The concepts of immortality and age reversal have been a preoccupation of mankind since the dawn of time, so it stands to reason that technology that promises extra lifespan and quality of life continues to be compelling for individuals and investors alike.

Players in this space can approach life extension and anti-aging from a number of different angles, from supplements to tinkering at the cellular level.

Two high-profile examples in this space are Calico, which is a subsidiary of Alphabet, and the Jeff Bezos-backed Altos Labs. Other billionaires have expressed an interest in life extension as well, including Peter Thiel, who has definitive views on mortality.

I believe if we could enable people to live forever, we should do that. […] I think it is against human nature not to fight death. – Peter Thiel

In 2023, look for more investment and news from startups focused on gene therapy, genome analysis, regenerative medicine, or “longevity in a pill”.

Beyond Plastic: The Bio-Based Materials Boom

Public pressure is mounting for producers of consumer goods to change the way they manufacture their products.

The good news is that many of the largest producers of consumer packaged goods and apparel have some kind of plan in place to use more post-consumer recycled plastic in their products. The bad news is that not enough plastic is recycled globally for companies to source enough material to produce their products more sustainably. As a result, many companies are exploring the option of ditching plastic entirely.

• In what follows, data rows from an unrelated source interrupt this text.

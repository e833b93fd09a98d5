use crate::domain::{Blueprint, Customer, OrderLine, Product, Totals};
use crate::order::OrderDraft;

/// Where the customer currently is in the ordering flow.
#[derive(Debug, Clone, PartialEq, Default)]
pub enum SessionState {
    #[default]
    LoggedOut,
    Browsing {
        customer: Customer,
    },
    Building {
        customer: Customer,
        base: Product,
        draft: OrderDraft,
    },
    Checkout {
        customer: Customer,
        base: Product,
        draft: OrderDraft,
    },
}

impl SessionState {
    pub fn name(&self) -> &'static str {
        match self {
            SessionState::LoggedOut => "logged out",
            SessionState::Browsing { .. } => "browsing",
            SessionState::Building { .. } => "building an order",
            SessionState::Checkout { .. } => "at checkout",
        }
    }

    pub fn customer(&self) -> Option<&Customer> {
        match self {
            SessionState::LoggedOut => None,
            SessionState::Browsing { customer }
            | SessionState::Building { customer, .. }
            | SessionState::Checkout { customer, .. } => Some(customer),
        }
    }
}

/// The order screen: who is ordering, what they started from, and the
/// current lines with their totals.
#[derive(Debug, Clone, PartialEq)]
pub struct OrderView {
    pub customer: Customer,
    pub base: Product,
    pub lines: Vec<OrderLine>,
    pub totals: Totals,
}

impl OrderView {
    pub(crate) fn new(customer: &Customer, base: &Product, draft: &OrderDraft) -> Self {
        Self {
            customer: customer.clone(),
            base: base.clone(),
            lines: draft.lines().cloned().collect(),
            totals: draft.totals(),
        }
    }
}

/// What the customer is about to pay for.
#[derive(Debug, Clone, PartialEq)]
pub struct CheckoutSummary {
    pub customer: Customer,
    pub lines: Vec<OrderLine>,
    pub totals: Totals,
}

/// A confirmed order, plus the blueprint saved from it if one was requested.
#[derive(Debug, Clone, PartialEq)]
pub struct Receipt {
    pub summary: CheckoutSummary,
    pub blueprint: Option<Blueprint>,
}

For example, materials derived from seaweed are an active area of innovation right now. Mushrooms and algae are also commonly-used materials from nature that are being used to create biodegradable products. In one particularly interesting example, a company called MycoWorks recently began working with GM Ventures to explore the use of mycelium-based leather alternatives in GM’s vehicles.

While researchers and companies are just scratching the surface of what’s possible, consumers are likely to see more tangible examples of bio-based materials popping up in stores. After all, brands will be very eager to talk about their increasingly plastic-free product lines.